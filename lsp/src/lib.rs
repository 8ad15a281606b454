//! Out-of-process LSP clients: JSON-RPC framing, process transport,
//! document synchronization, and per-language client multiplexing.
//!
//! The entry point is [`LspManager`]: it routes a file to its language's
//! client (lazily started, cached, transparently recreated after a crash),
//! keeps the server's view of document text in sync, and exposes the uniform
//! `send_request` operation built on top of both.

pub mod codec;
pub mod protocol;
pub mod types;

mod client;
mod documents;
mod manager;
mod transport;

#[cfg(test)]
pub(crate) mod testing;

pub use client::{DEFAULT_REQUEST_TIMEOUT, LanguageClient};
pub use documents::{DocumentRecord, DocumentStore};
pub use manager::LspManager;
pub use types::{
    DocumentSymbol, Location, LspError, Position, Range, ServerDescriptor, SymbolInformation,
    builtin_descriptors, symbol_kind_name,
};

Task =
Retype the records above in full, exactly as they appear.

Result below =
filename lsp/src/lib.rs
repository 8ad15a281606b454
//! Out-of-process LSP clients: JSON-RPC framing, process transport,
//! document synchronization, and per-language client multiplexing.
//!
//! The entry point is [`LspManager`]: it routes a file to its language's
//! client (lazily started, cached, transparently recreated after a crash),
//! keeps the server's view of document text in sync, and exposes the uniform
//! `send_request` operation built on top of both.

pub mod codec;
pub mod protocol;
pub mod types;

mod client;
mod documents;
mod manager;
mod transport;

#[cfg(test)]
pub(crate) mod testing;

pub use client::{DEFAULT_REQUEST_TIMEOUT, LanguageClient};
pub use documents::{DocumentRecord, DocumentStore};
pub use manager::LspManager;
pub use types::{
    DocumentSymbol, Location, LspError, Position, Range, ServerDescriptor, SymbolInformation,
    builtin_descriptors, symbol_kind_name,
};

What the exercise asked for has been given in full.